C’est la troisième confrontation cette semaine entre Manille et Pékin. Vendredi 24 juillet, Les Philippines ont accusé un navire de gardes-côtes chinois d’avoir tiré au canon à eau sur des bateaux du gouvernement philippin, dont un transportant une équipe de la chaîne américaine CNN. D’après les autorités philippines, leurs navires étaient “en mission de ravitaillement de carburant pour les pêcheurs locaux près du récif de Scarborough”, contrôlé par la Chine.
Ils ont finalement abandonné leur excursion à cause de la formation d’un typhon dans la région.

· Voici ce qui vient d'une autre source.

//! Roster pagination driven through the site's in-page JavaScript hook.
//!
//! The roster page never changes URL: a client-side function re-renders the
//! table in place, and the "Showing A - B of N Players" marker is the only
//! signal that a new page has arrived.

use std::time::Duration;
use tokio::time::{sleep, timeout};
use tracing::{debug, info, warn};

use super::navigator::wait_for_selector;
use super::page::{PaginationTrigger, Tab};
use super::parsers::{
    RosterEntry, RosterPage, RosterParser, ROSTER_TABLE_SELECTOR, SHOWING_MARKER_SELECTOR,
};
use crate::config::ScraperConfig;
use crate::error::{ScrapeError, ScrapeResult};

#[derive(Debug, Clone)]
pub struct PaginationSettings {
    pub page_size: u32,
    pub function: String,
    /// How long to wait for the marker to change after triggering a page
    pub marker_timeout: Duration,
    /// How long to wait for the table after the marker changed
    pub table_timeout: Duration,
    pub poll_interval: Duration,
}

impl PaginationSettings {
    pub fn from_config(config: &ScraperConfig) -> Self {
        Self {
            page_size: config.page_size.max(1),
            function: config.pagination_function.clone(),
            marker_timeout: config.pagination_timeout(),
            table_timeout: config.roster_selector_timeout(),
            poll_interval: config.poll_interval(),
        }
    }
}

#[derive(Debug, Clone, Copy, PartialEq, Eq)]
pub enum PaginationState {
    AwaitingFirstPage,
    HasTotal { pages: u32 },
    Advancing { page: u32 },
    PageReady { page: u32 },
    Complete { partial: bool },
}

#[derive(Debug, Clone, PartialEq)]
pub struct PaginationOutcome {
    pub players: Vec<RosterEntry>,
    /// Site-reported total; `None` when the marker could not be read
    pub expected: Option<u32>,
    pub partial: bool,
    pub pages_collected: u32,
}

/// Number of pages for `total` rows
pub fn total_pages(total: u32, page_size: u32) -> u32 {
    total.div_ceil(page_size.max(1))
}

/// Row offset the pagination hook expects for a 1-based page
pub fn page_offset(page: u32, page_size: u32) -> u32 {
    page.saturating_sub(1) * page_size
}

/// Walks pages 2..N of an already loaded roster tab.
///
/// A page that does not arrive, arrives empty, or starts at the wrong row
/// ends the walk with `partial = true`. The failing page is never retried and
/// its rows are never mixed into the result.
pub struct PaginationDriver<'a> {
    tab: &'a dyn Tab,
    settings: &'a PaginationSettings,
    state: PaginationState,
    /// Marker text of the last accepted page
    last_marker: Option<String>,
}

impl<'a> PaginationDriver<'a> {
    pub fn new(tab: &'a dyn Tab, settings: &'a PaginationSettings) -> Self {
        Self {
            tab,
            settings,
            state: PaginationState::AwaitingFirstPage,
            last_marker: None,
        }
    }

    #[cfg(test)]
    pub fn state(&self) -> PaginationState {
        self.state
    }

    fn transition(&mut self, next: PaginationState) {
        debug!("Pagination {:?} -> {:?}", self.state, next);
        self.state = next;
    }

    pub async fn run(&mut self, first_page: RosterPage) -> PaginationOutcome {
        let mut players = first_page.players;
        let mut pages_collected = 1;
        self.last_marker = first_page.marker_text;

        let Some(marker) = first_page.marker else {
            warn!(
                "Could not determine total number of players from {:?}, returning first page only",
                self.last_marker
            );
            self.transition(PaginationState::Complete { partial: false });
            return PaginationOutcome {
                players,
                expected: None,
                partial: false,
                pages_collected,
            };
        };

        let pages = total_pages(marker.total, self.settings.page_size);
        info!("Total players found: {}, pages to scrape: {}", marker.total, pages);
        self.transition(PaginationState::HasTotal { pages });

        let mut partial = false;
        for page in 2..=pages {
            self.transition(PaginationState::Advancing { page });
            match self.advance(page).await {
                Ok(rows) => {
                    pages_collected += 1;
                    players.extend(rows);
                    debug!("Page {} collected, total now {}", page, players.len());
                    self.transition(PaginationState::PageReady { page });
                }
                Err(e) => {
                    warn!("{}. Stopping pagination with {} players", e, players.len());
                    partial = true;
                    break;
                }
            }
        }

        self.transition(PaginationState::Complete { partial });
        PaginationOutcome {
            players,
            expected: Some(marker.total),
            partial,
            pages_collected,
        }
    }

    /// Trigger `page`, wait for it to render and extract its rows
    async fn advance(&mut self, page: u32) -> ScrapeResult<Vec<RosterEntry>> {
        let known = self.last_marker.clone().unwrap_or_default();
        let before = match self.tab.text_of(SHOWING_MARKER_SELECTOR).await {
            Ok(Some(text)) if !text.is_empty() => text,
            Ok(_) => known,
            Err(e) => {
                debug!("Could not read marker before page {}: {}", page, e);
                known
            }
        };

        let offset = page_offset(page, self.settings.page_size);
        debug!("Triggering page {} (offset {}), marker {:?}", page, offset, before);
        let trigger = self
            .tab
            .invoke_pagination(&self.settings.function, offset)
            .await
            .map_err(|e| ScrapeError::PaginationStalled {
                page,
                reason: e.to_string(),
            })?;
        match trigger {
            PaginationTrigger::Function => {}
            PaginationTrigger::LinkClick => {
                warn!(
                    "{} not found on the page, clicked pagination link instead",
                    self.settings.function
                );
            }
            PaginationTrigger::Unavailable => {
                return Err(ScrapeError::PaginationStalled {
                    page,
                    reason: "pagination mechanism not found".to_string(),
                });
            }
        }

        let after = self.wait_for_marker_change(page, &before).await?;
        debug!("Content update detected for page {}: {:?}", page, after);

        if let Err(e) = wait_for_selector(
            self.tab,
            ROSTER_TABLE_SELECTOR,
            self.settings.table_timeout,
            self.settings.poll_interval,
        )
        .await
        {
            warn!("{} on page {}", e, page);
        }

        let html = self
            .tab
            .content()
            .await
            .map_err(|e| ScrapeError::PaginationStalled {
                page,
                reason: e.to_string(),
            })?;
        let parsed = RosterParser::parse(&html);

        // The marker must show this page's first row, not just any change
        let first_row = offset + 1;
        match parsed.marker.and_then(|m| m.first) {
            Some(first) if first == first_row => {}
            shown => {
                return Err(ScrapeError::PaginationStalled {
                    page,
                    reason: format!(
                        "marker shows rows from {:?}, expected {}",
                        shown, first_row
                    ),
                });
            }
        }

        if parsed.players.is_empty() {
            return Err(ScrapeError::PaginationStalled {
                page,
                reason: "no players found after the page changed".to_string(),
            });
        }

        debug!(
            "Scraped {} players from page {} (rows {} to {:?})",
            parsed.players.len(),
            page,
            first_row,
            parsed.marker.and_then(|m| m.last)
        );
        self.last_marker = parsed.marker_text.or(Some(after));
        Ok(parsed.players)
    }

    async fn wait_for_marker_change(&self, page: u32, before: &str) -> ScrapeResult<String> {
        let poll = async {
            loop {
                match self.tab.text_of(SHOWING_MARKER_SELECTOR).await {
                    Ok(Some(text)) if !text.is_empty() && text != before => return text,
                    Ok(_) => {}
                    Err(e) => debug!("Marker probe failed on page {}: {}", page, e),
                }
                sleep(self.settings.poll_interval).await;
            }
        };

        match timeout(self.settings.marker_timeout, poll).await {
            Ok(text) => Ok(text),
            Err(_) => {
                let current = self
                    .tab
                    .text_of(SHOWING_MARKER_SELECTOR)
                    .await
                    .ok()
                    .flatten()
                    .unwrap_or_else(|| "N/A".to_string());
                Err(ScrapeError::PaginationStalled {
                    page,
                    reason: format!(
                        "marker unchanged after {:?} (still {:?})",
                        self.settings.marker_timeout, current
                    ),
                })
            }
        }
    }
}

Selon les gardes-côtes philippins, leurs navires ont été “soumis à une série d’attaques au canon à eau et à des manœuvres dangereuses de la part des gardes-côtes chinois”. De son côté, interrogé par la chaîne américaine, le porte-parole du ministère des Affaires étrangères chinois, Lin Jian, a déclaré qu’il était “légitime et légal que la Chine prenne les mesures nécessaires pour défendre ses droits et sa sécurité”.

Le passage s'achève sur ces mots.